Your task: Please copy out every line in the records below that includes the word "vertical".

Dataset entries:
----
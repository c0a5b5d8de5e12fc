//! Pull the raw model columns needed for a sounding out of a [`FieldSource`].

use crate::{
    config::{GridIndex, InvocationConfig},
    error::{Result, SoundingError},
    source::FieldSource,
};
use log::debug;
use metfor::{Kelvin, MetersPSec, Quantity};

/// Model pressure, Pa.
pub const PRESSURE_VAR: &str = "prs";
/// Model potential temperature, K.
pub const THETA_VAR: &str = "th";
/// Model water vapor mixing ratio.
pub const MIXING_RATIO_VAR: &str = "qv";
/// Model height coordinate of the scalar levels, km.
pub const HEIGHT_VAR: &str = "z";

/// The raw columns at one time and location, aligned by vertical level.
#[derive(Debug, Clone, PartialEq)]
pub struct RawFieldSet {
    /// Pressure in Pa.
    pub pressure: Vec<f64>,
    /// Potential temperature.
    pub theta: Vec<Kelvin>,
    /// Water vapor mixing ratio as stored in the file, see `MixingRatioUnits`.
    pub mixing_ratio: Vec<f64>,
    /// Ground relative u component.
    pub u: Vec<MetersPSec>,
    /// Ground relative v component.
    pub v: Vec<MetersPSec>,
    /// Height of each level in km.
    pub height: Vec<f64>,
}

impl RawFieldSet {
    /// The number of vertical levels.
    #[inline]
    pub fn num_levels(&self) -> usize {
        self.pressure.len()
    }

    /// Verify every column has the same number of levels as the pressure column.
    pub fn check_aligned(&self) -> Result<()> {
        let expected = self.pressure.len();
        let lens = [
            ("theta", self.theta.len()),
            ("mixing ratio", self.mixing_ratio.len()),
            ("u wind", self.u.len()),
            ("v wind", self.v.len()),
            ("height", self.height.len()),
        ];

        match lens.iter().find(|&&(_, len)| len != expected) {
            Some(&(name, found)) => Err(SoundingError::MismatchedProfiles {
                name,
                expected,
                found,
            }),
            None => Ok(()),
        }
    }
}

/// Read every column needed for a sounding at `index`.
///
/// The wind pair is chosen by `config.wind_source` and the domain translation speeds in
/// `config` are added so the winds are ground relative.
///
/// # Examples
///
/// ```rust
/// use cm1_sounding::{extract_profile, GridIndex, InvocationConfig, MemorySource};
/// use metfor::MetersPSec;
///
/// let src = MemorySource::new()
///     .with_column_variable("prs", vec![100_000.0, 90_000.0])
///     .with_column_variable("th", vec![300.0, 305.0])
///     .with_column_variable("qv", vec![10.0, 8.0])
///     .with_column_variable("u", vec![5.0, 6.0])
///     .with_column_variable("v", vec![0.0, 0.0])
///     .with_coordinate("z", vec![0.0, 1.0]);
///
/// let cfg = InvocationConfig::new("in.nc", "out.snd")
///     .with_translation(MetersPSec(1.0), MetersPSec(-1.0));
///
/// let raw = extract_profile(&src, GridIndex::new(0, 0, 0), &cfg).unwrap();
/// assert_eq!(raw.u, vec![MetersPSec(6.0), MetersPSec(7.0)]);
/// assert_eq!(raw.v, vec![MetersPSec(-1.0), MetersPSec(-1.0)]);
/// ```
pub fn extract_profile<S>(source: &S, index: GridIndex, config: &InvocationConfig) -> Result<RawFieldSet>
where
    S: FieldSource + ?Sized,
{
    let pressure = source.read_variable(PRESSURE_VAR, index)?;
    let theta = source
        .read_variable(THETA_VAR, index)?
        .into_iter()
        .map(Kelvin)
        .collect();
    let mixing_ratio = source.read_variable(MIXING_RATIO_VAR, index)?;

    let (u_name, v_name) = config.wind_source.variable_names();
    debug!("using {} winds ({}, {})", config.wind_source, u_name, v_name);
    let u = translate(source.read_variable(u_name, index)?, config.u_offset);
    let v = translate(source.read_variable(v_name, index)?, config.v_offset);

    let height = source.read_coordinate(HEIGHT_VAR)?;

    let raw = RawFieldSet {
        pressure,
        theta,
        mixing_ratio,
        u,
        v,
        height,
    };
    raw.check_aligned()?;

    Ok(raw)
}

fn translate(component: Vec<f64>, offset: MetersPSec) -> Vec<MetersPSec> {
    component
        .into_iter()
        .map(|val| MetersPSec(val + offset.unpack()))
        .collect()
}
----
Answer section:
/// The raw columns at one time and location, aligned by vertical level.
    /// The number of vertical levels.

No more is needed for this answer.